Elle lui avait tendu les lèvres et Jeff avait senti qu’il devait l’embrasser.
— En attendant, on a un mort sur la route des Terres Hautes, avait-il dit en ôtant son Stetson. Penses-tu pouvoir prendre des notes ? Je te dicte et t’écris ! Pour le rapport, on verra ça plus tard.
Emy, moulée dans sa robe Vichy rouge, était allée s’asseoir derrière son poste de travail et avait ouvert un cahier, après s’être munie de son stylo à bille. Jeff, la voyant assise et passant derrière elle, avait lorgné sur son dos nu et ses épaules rondes, comme offertes au baiser. Mais il devait se concentrer et avancer sur son affaire. Il avait donc lâché l’affaire.

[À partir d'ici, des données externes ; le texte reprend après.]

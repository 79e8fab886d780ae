use tabled::Table;

use crate::{
    app::App,
    cli::{build_app, spinner},
    config::Mode,
    error,
    error::ApiError,
    info, success,
    types::{FilterSpec, MovieDraft, MoviePatch, MovieTableRow, SUGGESTED_GENRES, WatchStatus},
    warning,
};

/// Builds the controller and, in remote mode, restores the session. Exits
/// with guidance when no valid session exists.
async fn ready_app() -> App {
    let mut app = build_app();
    if app.mode() == Mode::Remote {
        let pb = spinner("Verifying session...");
        let result = app.restore_session().await;
        pb.finish_and_clear();

        if let Err(e) = result {
            error!("Cannot restore session. Err: {}", e);
        }
        if !app.ready() {
            error!("Not logged in. Run cinelog login <username>.");
        }
    }
    app
}

pub async fn list(status: Option<WatchStatus>, genre: Option<String>, search: Option<String>) {
    let mut app = ready_app().await;
    app.set_filter_hint(FilterSpec {
        status,
        genre,
        search: search.unwrap_or_default(),
    });

    let pb = spinner("Loading movies...");
    let result = app.load_movies().await;
    pb.finish_and_clear();

    if let Err(e) = result {
        error!("Cannot load movies. Err: {}", e);
    }

    if app.movies().is_empty() {
        info!("Your collection is empty. Run cinelog add to record a movie.");
        return;
    }

    let visible = app.visible_movies();
    if visible.is_empty() {
        info!("No movies match the current filter.");
        return;
    }

    let rows: Vec<MovieTableRow> = visible.iter().map(MovieTableRow::from).collect();
    println!("{}", Table::new(rows));

    info!("{} of {} movies", visible.len(), app.movies().len());
    let genres = app.genre_options();
    if !genres.is_empty() {
        info!("Genres in your collection: {}", genres.join(", "));
    }
}

pub async fn show(id: i64) {
    let mut app = ready_app().await;

    let pb = spinner("Loading movie...");
    let result = app.movie(id).await;
    pb.finish_and_clear();

    let movie = match result {
        Ok(movie) => movie,
        Err(ApiError::NotFound) => error!("No movie with id {}.", id),
        Err(e) => error!("Cannot load movie. Err: {}", e),
    };

    let fav = if movie.is_favorite { " ★" } else { "" };
    info!("{} ({}){}", movie.title, movie.year, fav);
    info!("Director: {}", movie.director);
    info!("Genre:    {}", movie.genre);
    info!("Status:   {}", movie.status);
    match movie.rating {
        Some(rating) => info!("Rating:   {:.1}", rating),
        None => info!("Rating:   -"),
    }
    if let Some(review) = &movie.review {
        if !review.is_empty() {
            info!("Review:   {}", review);
        }
    }
    if let Some(added) = movie.date_added {
        info!("Added:    {}", added.format("%Y-%m-%d"));
    }
}

pub async fn add(draft: MovieDraft) {
    let mut app = ready_app().await;

    let pb = spinner("Saving movie...");
    let result = app.add_movie(draft).await;
    pb.finish_and_clear();

    match result {
        Ok(movie) => {
            success!(
                "Added \"{}\" ({}) with id {}",
                movie.title,
                movie.year,
                movie.id
            );
        }
        Err(ApiError::Validation(issues)) => {
            for issue in &issues.0 {
                warning!("{}: {}", issue.field, issue.message);
            }
            if issues.has("genre") {
                info!("Suggested genres: {}", SUGGESTED_GENRES.join(", "));
            }
            error!("Movie not saved.");
        }
        Err(e) => error!("Cannot add movie. Err: {}", e),
    }
}

pub async fn update(id: i64, patch: MoviePatch) {
    if patch.is_empty() {
        warning!("Nothing to update, no fields given.");
        return;
    }

    let mut app = ready_app().await;

    let pb = spinner("Updating movie...");
    let result = app.update_movie(id, patch).await;
    pb.finish_and_clear();

    match result {
        Ok(movie) => success!("Updated \"{}\" (id {})", movie.title, movie.id),
        Err(ApiError::Validation(issues)) => {
            for issue in &issues.0 {
                warning!("{}: {}", issue.field, issue.message);
            }
            error!("Movie not updated.");
        }
        Err(ApiError::NotFound) => error!("No movie with id {}.", id),
        Err(e) => error!("Cannot update movie. Err: {}", e),
    }
}

pub async fn remove(id: i64) {
    let mut app = ready_app().await;

    let pb = spinner("Removing movie...");
    let result = app.delete_movie(id).await;
    pb.finish_and_clear();

    match result {
        Ok(()) => success!("Removed movie {}.", id),
        Err(ApiError::NotFound) => error!("No movie with id {}.", id),
        Err(e) => error!("Cannot remove movie. Err: {}", e),
    }
}

pub async fn favorite(id: i64) {
    let mut app = ready_app().await;

    let pb = spinner("Toggling favorite...");
    let result = app.toggle_favorite(id).await;
    pb.finish_and_clear();

    match result {
        Ok(true) => success!("Marked movie {} as favorite.", id),
        Ok(false) => success!("Removed favorite mark from movie {}.", id),
        Err(ApiError::NotFound) => error!("No movie with id {}.", id),
        Err(e) => error!("Cannot toggle favorite. Err: {}", e),
    }
}

pub async fn stats() {
    let mut app = ready_app().await;

    let pb = spinner("Computing stats...");
    let result = app.stats().await;
    pb.finish_and_clear();

    match result {
        Ok(summary) => {
            if let Some(user) = &summary.user_info {
                info!("Signed in as {} ({})", user.username, user.role);
            }
            info!("Total movies:  {}", summary.total);
            info!("Watched:       {}", summary.watched);
            info!("Watching:      {}", summary.watching);
            info!("Want to watch: {}", summary.want_to_watch);
            info!("Favorites:     {}", summary.favorites);
        }
        Err(e) => error!("Cannot compute stats. Err: {}", e),
    }
}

— On y va ? avait-il proposé.
— Je t’écoute, lui avait dit Emy, penchée sur son cahier.
C’était précisément à cet instant que le ciel s’était obscurci, que des sautes de vent s’étaient levées d’un coup, se bousculant dans la grande rue, se cognant aux maisons et coupant du même coup le sifflet à Elvis. Un vent qui précédait toujours la pluie, laquelle était tombée dans la foulée, martelant violemment les toits des maisons et giflant les fenêtres. Une pluie couvrant la voix de Jeff qui s’était arrêté dans la dictée de son rapport en se précipitant vers la fenêtre pour la fermer.
Emy avait croisé les bras sur sa poitrine, l’air apeuré et fronçant les sourcils.
— Je l’ai vu venir, ce matin, avait commenté Jeff. C’est un vent qui vient du désert. Un mauvais vent pour sûr ! On a eu la même chose, il y a de ça trois ans !
L’œil braqué sur la rue, derrière la vitre toute constellée de gouttelettes, il avait ajouté :
— Avec une telle pluie, le ciel sera lavé !
Après le déjeuner, qu’il avait partagé avec Emy au Cactus Bar, — un hamburger bourré d’oignons avec ketchup, il avait joint Cushing avec qui il avait échangé quelques mots au sujet de son mort et de la drogue trouvée dans la voiture accidentée. Cushing avait voulu savoir qui était au volant. « Un gars des Terres Hautes, » avait lâché Collins.
« Ah, merde ! avait lancé Cushing. » Jeff avait aussitôt compris que c’était loin de réjouir le maire. Lui et les grandes familles des Terres Hautes entretenaient des relations plus que glaciales. Là-bas, il n’était pas considéré, il était même traité comme de la merde. Comme nous tous ici au village. Maire ou pas maire, c’était pareil.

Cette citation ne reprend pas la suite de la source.